The need to cope with nonlinear phenomena, while urgent and highly visible in aeronautics, existed then throughout engineering and science. A general recognition of this need and response to it began slowly in the 1940s but accelerated continuously and continues with great vigor to this day. The effect on engineering practice has been profound, and especially after the advent of the computer. In this fifty-year development, Julian Cole played a leading and decisive role. It began again early in his career with the development, together with others in a small group at Caltech around the aerodynamicist-mathematician Paco Lagerstrom, of new and innovative general methods of analysis of nonlinear problems. Cole continued persistently in this direction for fifty years, both in the form of general developments, and in special applications of many kinds. His methods have been propogated through many papers and several books: Perturbation Methods in Applied Mathematics, first edition 1968, second edition (with J.Kevorkian) 1980; SimilarityMethods for Differential Equations, 1974 (with G.Bluman); and Multiple Scale and Singular Perturbation Methods, 1996 (with J. Kevorkian).

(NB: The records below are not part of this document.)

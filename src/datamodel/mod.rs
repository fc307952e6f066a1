pub mod dashboard;
pub mod datum_sample;
pub mod dbag_datetime;
pub mod metric;
pub mod slug;
pub mod validation;

pub use dashboard::{Dashboard, DashboardPanel, NewDashboard, PanelMetric, PanelOptions};
pub use datum_sample::DatumSample;
pub use dbag_datetime::{DbagDateTime, DbagDateTimeExt};
pub use metric::{Metric, MetricDisplay, MetricProperties, NewMetric};
pub use slug::slugify;
pub use validation::ValidationError;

The methods developed in these books have found application to nonlinear problems throughout engineering and have provided inspiration and a springboard for a whole generation of engineers faced with the analysis of nonlinear problems in all fields.
Throughout his career, and with considerable acclaim from the mathematical community, Cole persisted in his interest to find a solution to difficult engineering problems, not only in aeronautics, but also in fields as disparate as the mechanics of the cochlea in the ear, and in the effect of radiation in the generation of holes and electrons in semiconductors. Throughout his career he sought to present results of interest directly to his peers at engineering conferences. And of course he persisted, with devotion to the education of engineers, in bringing to that task and to the university around him a special integrity and wisdom.
He served as an example for all of us engaged in engineering research and education, and not least of all for his wholehearted attention to real engineering problems and to the needs of industry and for bringing his solutions and the means for finding solutions to real practitioners. He will be much missed.
A scientific biography of Julian Cole and a list of his papers and of his many Ph.D. students may be found in the book Mathematics Is for Solving Problems (Society for Industrial and Applied Mathematics, 1996) which was published on the occasion of his seventieth birthday.